┌─ PROVIDED DATA

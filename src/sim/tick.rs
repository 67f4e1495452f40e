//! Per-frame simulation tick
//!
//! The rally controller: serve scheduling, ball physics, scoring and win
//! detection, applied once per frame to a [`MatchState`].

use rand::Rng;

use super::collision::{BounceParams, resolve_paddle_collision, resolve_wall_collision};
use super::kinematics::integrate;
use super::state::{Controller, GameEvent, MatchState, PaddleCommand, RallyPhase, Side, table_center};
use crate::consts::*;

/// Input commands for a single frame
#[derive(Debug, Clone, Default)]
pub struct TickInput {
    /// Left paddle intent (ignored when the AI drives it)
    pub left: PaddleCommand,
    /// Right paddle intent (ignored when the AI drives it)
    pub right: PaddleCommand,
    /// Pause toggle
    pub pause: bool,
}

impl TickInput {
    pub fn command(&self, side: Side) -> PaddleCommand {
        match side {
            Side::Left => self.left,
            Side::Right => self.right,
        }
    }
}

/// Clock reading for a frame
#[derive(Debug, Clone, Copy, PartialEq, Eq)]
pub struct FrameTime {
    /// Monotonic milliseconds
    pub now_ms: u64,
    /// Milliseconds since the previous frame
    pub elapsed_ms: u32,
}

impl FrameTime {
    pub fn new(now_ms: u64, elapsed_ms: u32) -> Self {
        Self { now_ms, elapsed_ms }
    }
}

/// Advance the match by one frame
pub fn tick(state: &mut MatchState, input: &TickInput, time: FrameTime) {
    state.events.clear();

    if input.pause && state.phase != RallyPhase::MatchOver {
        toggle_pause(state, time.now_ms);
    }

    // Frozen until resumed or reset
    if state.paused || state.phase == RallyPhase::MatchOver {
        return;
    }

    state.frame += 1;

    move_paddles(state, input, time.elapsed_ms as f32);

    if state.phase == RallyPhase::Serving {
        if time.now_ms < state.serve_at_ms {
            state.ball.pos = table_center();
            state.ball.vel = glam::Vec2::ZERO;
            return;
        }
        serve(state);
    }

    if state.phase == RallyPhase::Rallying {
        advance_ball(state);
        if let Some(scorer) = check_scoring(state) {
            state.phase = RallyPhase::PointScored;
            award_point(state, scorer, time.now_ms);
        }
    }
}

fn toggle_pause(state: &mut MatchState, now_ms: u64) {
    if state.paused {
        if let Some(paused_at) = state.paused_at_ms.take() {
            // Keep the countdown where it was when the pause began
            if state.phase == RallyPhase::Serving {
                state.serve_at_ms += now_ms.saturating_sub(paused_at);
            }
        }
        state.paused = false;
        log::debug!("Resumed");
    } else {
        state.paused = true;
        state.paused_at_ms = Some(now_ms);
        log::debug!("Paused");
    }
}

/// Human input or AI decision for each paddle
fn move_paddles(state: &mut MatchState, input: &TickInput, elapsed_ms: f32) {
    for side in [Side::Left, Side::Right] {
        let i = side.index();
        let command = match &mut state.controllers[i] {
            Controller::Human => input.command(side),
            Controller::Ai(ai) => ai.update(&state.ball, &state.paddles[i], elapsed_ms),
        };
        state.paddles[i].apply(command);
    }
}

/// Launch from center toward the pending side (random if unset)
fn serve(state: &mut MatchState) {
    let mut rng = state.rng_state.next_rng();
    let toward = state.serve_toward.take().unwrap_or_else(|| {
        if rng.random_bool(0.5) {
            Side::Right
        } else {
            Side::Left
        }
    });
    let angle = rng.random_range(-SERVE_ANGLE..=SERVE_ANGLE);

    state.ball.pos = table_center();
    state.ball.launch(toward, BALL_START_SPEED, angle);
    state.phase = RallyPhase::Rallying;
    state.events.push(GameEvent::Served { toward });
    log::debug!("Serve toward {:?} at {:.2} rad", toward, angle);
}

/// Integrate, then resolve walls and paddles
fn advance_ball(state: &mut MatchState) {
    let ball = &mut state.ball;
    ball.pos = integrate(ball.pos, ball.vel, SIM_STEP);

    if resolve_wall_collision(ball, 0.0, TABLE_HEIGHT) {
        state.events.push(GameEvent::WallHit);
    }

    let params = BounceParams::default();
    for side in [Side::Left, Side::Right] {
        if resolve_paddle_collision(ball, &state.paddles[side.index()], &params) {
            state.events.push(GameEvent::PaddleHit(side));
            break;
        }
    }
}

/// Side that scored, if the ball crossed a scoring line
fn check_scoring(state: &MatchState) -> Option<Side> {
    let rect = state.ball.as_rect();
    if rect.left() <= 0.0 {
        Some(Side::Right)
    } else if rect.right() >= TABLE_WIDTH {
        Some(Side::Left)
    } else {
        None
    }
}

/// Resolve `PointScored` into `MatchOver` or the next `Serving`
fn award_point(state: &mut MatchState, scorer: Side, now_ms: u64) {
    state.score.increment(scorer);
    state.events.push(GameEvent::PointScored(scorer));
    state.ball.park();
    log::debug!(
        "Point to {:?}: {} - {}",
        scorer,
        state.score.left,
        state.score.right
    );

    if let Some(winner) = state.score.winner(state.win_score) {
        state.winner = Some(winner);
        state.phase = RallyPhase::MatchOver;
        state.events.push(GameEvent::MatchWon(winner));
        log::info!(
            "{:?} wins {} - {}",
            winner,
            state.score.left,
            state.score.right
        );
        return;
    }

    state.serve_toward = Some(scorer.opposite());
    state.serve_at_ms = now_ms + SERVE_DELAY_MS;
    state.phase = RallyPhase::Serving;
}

└─

_PROBLEM STATEMENT_
Every entry, written out exactly, is what the response should contain.

_TASK ANSWER_
filename src/sim/tick.rs
repository 67f4e1495452f40e
//! Per-frame simulation tick
//!
//! The rally controller: serve scheduling, ball physics, scoring and win
//! detection, applied once per frame to a [`MatchState`].

use rand::Rng;

use super::collision::{BounceParams, resolve_paddle_collision, resolve_wall_collision};
use super::kinematics::integrate;
use super::state::{Controller, GameEvent, MatchState, PaddleCommand, RallyPhase, Side, table_center};
use crate::consts::*;

/// Input commands for a single frame
#[derive(Debug, Clone, Default)]
pub struct TickInput {
    /// Left paddle intent (ignored when the AI drives it)
    pub left: PaddleCommand,
    /// Right paddle intent (ignored when the AI drives it)
    pub right: PaddleCommand,
    /// Pause toggle
    pub pause: bool,
}

impl TickInput {
    pub fn command(&self, side: Side) -> PaddleCommand {
        match side {
            Side::Left => self.left,
            Side::Right => self.right,
        }
    }
}

/// Clock reading for a frame
#[derive(Debug, Clone, Copy, PartialEq, Eq)]
pub struct FrameTime {
    /// Monotonic milliseconds
    pub now_ms: u64,
    /// Milliseconds since the previous frame
    pub elapsed_ms: u32,
}

impl FrameTime {
    pub fn new(now_ms: u64, elapsed_ms: u32) -> Self {
        Self { now_ms, elapsed_ms }
    }
}

/// Advance the match by one frame
pub fn tick(state: &mut MatchState, input: &TickInput, time: FrameTime) {
    state.events.clear();

    if input.pause && state.phase != RallyPhase::MatchOver {
        toggle_pause(state, time.now_ms);
    }

    // Frozen until resumed or reset
    if state.paused || state.phase == RallyPhase::MatchOver {
        return;
    }

    state.frame += 1;

    move_paddles(state, input, time.elapsed_ms as f32);

    if state.phase == RallyPhase::Serving {
        if time.now_ms < state.serve_at_ms {
            state.ball.pos = table_center();
            state.ball.vel = glam::Vec2::ZERO;
            return;
        }
        serve(state);
    }

    if state.phase == RallyPhase::Rallying {
        advance_ball(state);
        if let Some(scorer) = check_scoring(state) {
            state.phase = RallyPhase::PointScored;
            award_point(state, scorer, time.now_ms);
        }
    }
}

fn toggle_pause(state: &mut MatchState, now_ms: u64) {
    if state.paused {
        if let Some(paused_at) = state.paused_at_ms.take() {
            // Keep the countdown where it was when the pause began
            if state.phase == RallyPhase::Serving {
                state.serve_at_ms += now_ms.saturating_sub(paused_at);
            }
        }
        state.paused = false;
        log::debug!("Resumed");
    } else {
        state.paused = true;
        state.paused_at_ms = Some(now_ms);
        log::debug!("Paused");
    }
}

/// Human input or AI decision for each paddle
fn move_paddles(state: &mut MatchState, input: &TickInput, elapsed_ms: f32) {
    for side in [Side::Left, Side::Right] {
        let i = side.index();
        let command = match &mut state.controllers[i] {
            Controller::Human => input.command(side),
            Controller::Ai(ai) => ai.update(&state.ball, &state.paddles[i], elapsed_ms),
        };
        state.paddles[i].apply(command);
    }
}

/// Launch from center toward the pending side (random if unset)
fn serve(state: &mut MatchState) {
    let mut rng = state.rng_state.next_rng();
    let toward = state.serve_toward.take().unwrap_or_else(|| {
        if rng.random_bool(0.5) {
            Side::Right
        } else {
            Side::Left
        }
    });
    let angle = rng.random_range(-SERVE_ANGLE..=SERVE_ANGLE);

    state.ball.pos = table_center();
    state.ball.launch(toward, BALL_START_SPEED, angle);
    state.phase = RallyPhase::Rallying;
    state.events.push(GameEvent::Served { toward });
    log::debug!("Serve toward {:?} at {:.2} rad", toward, angle);
}

/// Integrate, then resolve walls and paddles
fn advance_ball(state: &mut MatchState) {
    let ball = &mut state.ball;
    ball.pos = integrate(ball.pos, ball.vel, SIM_STEP);

    if resolve_wall_collision(ball, 0.0, TABLE_HEIGHT) {
        state.events.push(GameEvent::WallHit);
    }

    let params = BounceParams::default();
    for side in [Side::Left, Side::Right] {
        if resolve_paddle_collision(ball, &state.paddles[side.index()], &params) {
            state.events.push(GameEvent::PaddleHit(side));
            break;
        }
    }
}

/// Side that scored, if the ball crossed a scoring line
fn check_scoring(state: &MatchState) -> Option<Side> {
    let rect = state.ball.as_rect();
    if rect.left() <= 0.0 {
        Some(Side::Right)
    } else if rect.right() >= TABLE_WIDTH {
        Some(Side::Left)
    } else {
        None
    }
}

/// Resolve `PointScored` into `MatchOver` or the next `Serving`
fn award_point(state: &mut MatchState, scorer: Side, now_ms: u64) {
    state.score.increment(scorer);
    state.events.push(GameEvent::PointScored(scorer));
    state.ball.park();
    log::debug!(
        "Point to {:?}: {} - {}",
        scorer,
        state.score.left,
        state.score.right
    );

    if let Some(winner) = state.score.winner(state.win_score) {
        state.winner = Some(winner);
        state.phase = RallyPhase::MatchOver;
        state.events.push(GameEvent::MatchWon(winner));
        log::info!(
            "{:?} wins {} - {}",
            winner,
            state.score.left,
            state.score.right
        );
        return;
    }

    state.serve_toward = Some(scorer.opposite());
    state.serve_at_ms = now_ms + SERVE_DELAY_MS;
    state.phase = RallyPhase::Serving;
}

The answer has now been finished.